(DATA SHOWN begins)

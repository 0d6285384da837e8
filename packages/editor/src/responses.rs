//! Submitted responses: question labelling and required-field checks.

use formcraft_blocks::visitor::walk_block;
use formcraft_blocks::{BlockCategory, BlockInstance, FormDocument, Registry, Visitor};
use serde_json::{Map, Value};
use std::collections::BTreeMap;

pub use formcraft_blocks::render::live::REQUIRED_MESSAGE;

/// Submitted values keyed by block id, in submission order
pub type Submission = Map<String, Value>;

const UNKNOWN_QUESTION: &str = "Unknown Question";

/// Render a submission as `Question: …` / `Answer: …` pairs separated by a
/// blank line
pub fn describe_response(doc: &FormDocument, values: &Submission) -> String {
    let labels = doc.question_labels();
    values
        .iter()
        .map(|(id, value)| {
            let question = labels.get(id).map(String::as_str).unwrap_or(UNKNOWN_QUESTION);
            format!("Question: {}\nAnswer: {}", question, answer_text(value))
        })
        .collect::<Vec<_>>()
        .join("\n\n")
}

fn answer_text(value: &Value) -> String {
    match value {
        Value::String(text) => text.clone(),
        Value::Null => String::new(),
        Value::Array(items) => items
            .iter()
            .map(answer_text)
            .collect::<Vec<_>>()
            .join(", "),
        other => other.to_string(),
    }
}

/// Errors keyed by block id for every required field left blank
pub fn validate_submission(
    doc: &FormDocument,
    registry: &Registry,
    values: &Submission,
) -> BTreeMap<String, String> {
    let mut check = RequiredFields {
        registry,
        values,
        errors: BTreeMap::new(),
    };
    check.visit_document(doc);
    check.errors
}

struct RequiredFields<'a> {
    registry: &'a Registry,
    values: &'a Submission,
    errors: BTreeMap<String, String>,
}

impl Visitor for RequiredFields<'_> {
    fn visit_block(&mut self, block: &BlockInstance, _parent: Option<&BlockInstance>) {
        let is_field = self
            .registry
            .lookup(block.block_type)
            .map(|definition| definition.category() == BlockCategory::Field)
            .unwrap_or(false);

        if is_field && block.is_required() && is_blank(self.values.get(&block.id)) {
            self.errors
                .insert(block.id.clone(), REQUIRED_MESSAGE.to_string());
        }

        walk_block(self, block);
    }
}

fn is_blank(value: Option<&Value>) -> bool {
    match value {
        None | Some(Value::Null) => true,
        Some(Value::String(text)) => text.trim().is_empty(),
        Some(Value::Array(items)) => items.is_empty(),
        Some(_) => false,
    }
}

#[cfg(test)]
mod tests {
    use super::*;
    use formcraft_blocks::BlockType;
    use serde_json::json;

    fn submission(value: Value) -> Submission {
        match value {
            Value::Object(map) => map,
            _ => Submission::new(),
        }
    }

    fn form() -> FormDocument {
        FormDocument::from_blocks(vec![
            BlockInstance::new("row", BlockType::RowLayout).with_children(vec![
                BlockInstance::new("name", BlockType::TextField)
                    .with_attr("label", "Your name")
                    .with_attr("required", true),
                BlockInstance::new("intro", BlockType::Paragraph).with_attr("label", "Intro"),
            ]),
            BlockInstance::new("when", BlockType::Calendar)
                .with_attr("label", "Date")
                .with_attr("required", true),
        ])
    }

    #[test]
    fn test_describe_response_in_submitted_order() {
        let values = submission(json!({"stray": "x", "name": "Ada"}));
        assert_eq!(
            describe_response(&form(), &values),
            "Question: Unknown Question\nAnswer: x\n\nQuestion: Your name\nAnswer: Ada"
        );
    }

    #[test]
    fn test_required_fields_reported() {
        let values = submission(json!({"name": "   "}));
        let errors = validate_submission(&form(), Registry::builtin(), &values);

        assert_eq!(errors.len(), 2);
        assert_eq!(errors.get("name").map(String::as_str), Some(REQUIRED_MESSAGE));
        assert!(errors.contains_key("when"));
    }

    #[test]
    fn test_complete_submission_passes() {
        let values = submission(json!({"name": "Ada", "when": "2024-05-01"}));
        assert!(validate_submission(&form(), Registry::builtin(), &values).is_empty());
    }
}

(DATA SHOWN ends)

• [INSTRUCTIONS TO FOLLOW] Repeat the records verbatim, every one of them.

• [EXERCISE RESPONSE]
repository 0d6285384da837e8
filename packages/editor/src/responses.rs
//! Submitted responses: question labelling and required-field checks.

use formcraft_blocks::visitor::walk_block;
use formcraft_blocks::{BlockCategory, BlockInstance, FormDocument, Registry, Visitor};
use serde_json::{Map, Value};
use std::collections::BTreeMap;

pub use formcraft_blocks::render::live::REQUIRED_MESSAGE;

/// Submitted values keyed by block id, in submission order
pub type Submission = Map<String, Value>;

const UNKNOWN_QUESTION: &str = "Unknown Question";

/// Render a submission as `Question: …` / `Answer: …` pairs separated by a
/// blank line
pub fn describe_response(doc: &FormDocument, values: &Submission) -> String {
    let labels = doc.question_labels();
    values
        .iter()
        .map(|(id, value)| {
            let question = labels.get(id).map(String::as_str).unwrap_or(UNKNOWN_QUESTION);
            format!("Question: {}\nAnswer: {}", question, answer_text(value))
        })
        .collect::<Vec<_>>()
        .join("\n\n")
}

fn answer_text(value: &Value) -> String {
    match value {
        Value::String(text) => text.clone(),
        Value::Null => String::new(),
        Value::Array(items) => items
            .iter()
            .map(answer_text)
            .collect::<Vec<_>>()
            .join(", "),
        other => other.to_string(),
    }
}

/// Errors keyed by block id for every required field left blank
pub fn validate_submission(
    doc: &FormDocument,
    registry: &Registry,
    values: &Submission,
) -> BTreeMap<String, String> {
    let mut check = RequiredFields {
        registry,
        values,
        errors: BTreeMap::new(),
    };
    check.visit_document(doc);
    check.errors
}

struct RequiredFields<'a> {
    registry: &'a Registry,
    values: &'a Submission,
    errors: BTreeMap<String, String>,
}

impl Visitor for RequiredFields<'_> {
    fn visit_block(&mut self, block: &BlockInstance, _parent: Option<&BlockInstance>) {
        let is_field = self
            .registry
            .lookup(block.block_type)
            .map(|definition| definition.category() == BlockCategory::Field)
            .unwrap_or(false);

        if is_field && block.is_required() && is_blank(self.values.get(&block.id)) {
            self.errors
                .insert(block.id.clone(), REQUIRED_MESSAGE.to_string());
        }

        walk_block(self, block);
    }
}

fn is_blank(value: Option<&Value>) -> bool {
    match value {
        None | Some(Value::Null) => true,
        Some(Value::String(text)) => text.trim().is_empty(),
        Some(Value::Array(items)) => items.is_empty(),
        Some(_) => false,
    }
}

#[cfg(test)]
mod tests {
    use super::*;
    use formcraft_blocks::BlockType;
    use serde_json::json;

    fn submission(value: Value) -> Submission {
        match value {
            Value::Object(map) => map,
            _ => Submission::new(),
        }
    }

    fn form() -> FormDocument {
        FormDocument::from_blocks(vec![
            BlockInstance::new("row", BlockType::RowLayout).with_children(vec![
                BlockInstance::new("name", BlockType::TextField)
                    .with_attr("label", "Your name")
                    .with_attr("required", true),
                BlockInstance::new("intro", BlockType::Paragraph).with_attr("label", "Intro"),
            ]),
            BlockInstance::new("when", BlockType::Calendar)
                .with_attr("label", "Date")
                .with_attr("required", true),
        ])
    }

    #[test]
    fn test_describe_response_in_submitted_order() {
        let values = submission(json!({"stray": "x", "name": "Ada"}));
        assert_eq!(
            describe_response(&form(), &values),
            "Question: Unknown Question\nAnswer: x\n\nQuestion: Your name\nAnswer: Ada"
        );
    }

    #[test]
    fn test_required_fields_reported() {
        let values = submission(json!({"name": "   "}));
        let errors = validate_submission(&form(), Registry::builtin(), &values);

        assert_eq!(errors.len(), 2);
        assert_eq!(errors.get("name").map(String::as_str), Some(REQUIRED_MESSAGE));
        assert!(errors.contains_key("when"));
    }

    #[test]
    fn test_complete_submission_passes() {
        let values = submission(json!({"name": "Ada", "when": "2024-05-01"}));
        assert!(validate_submission(&form(), Registry::builtin(), &values).is_empty());
    }
}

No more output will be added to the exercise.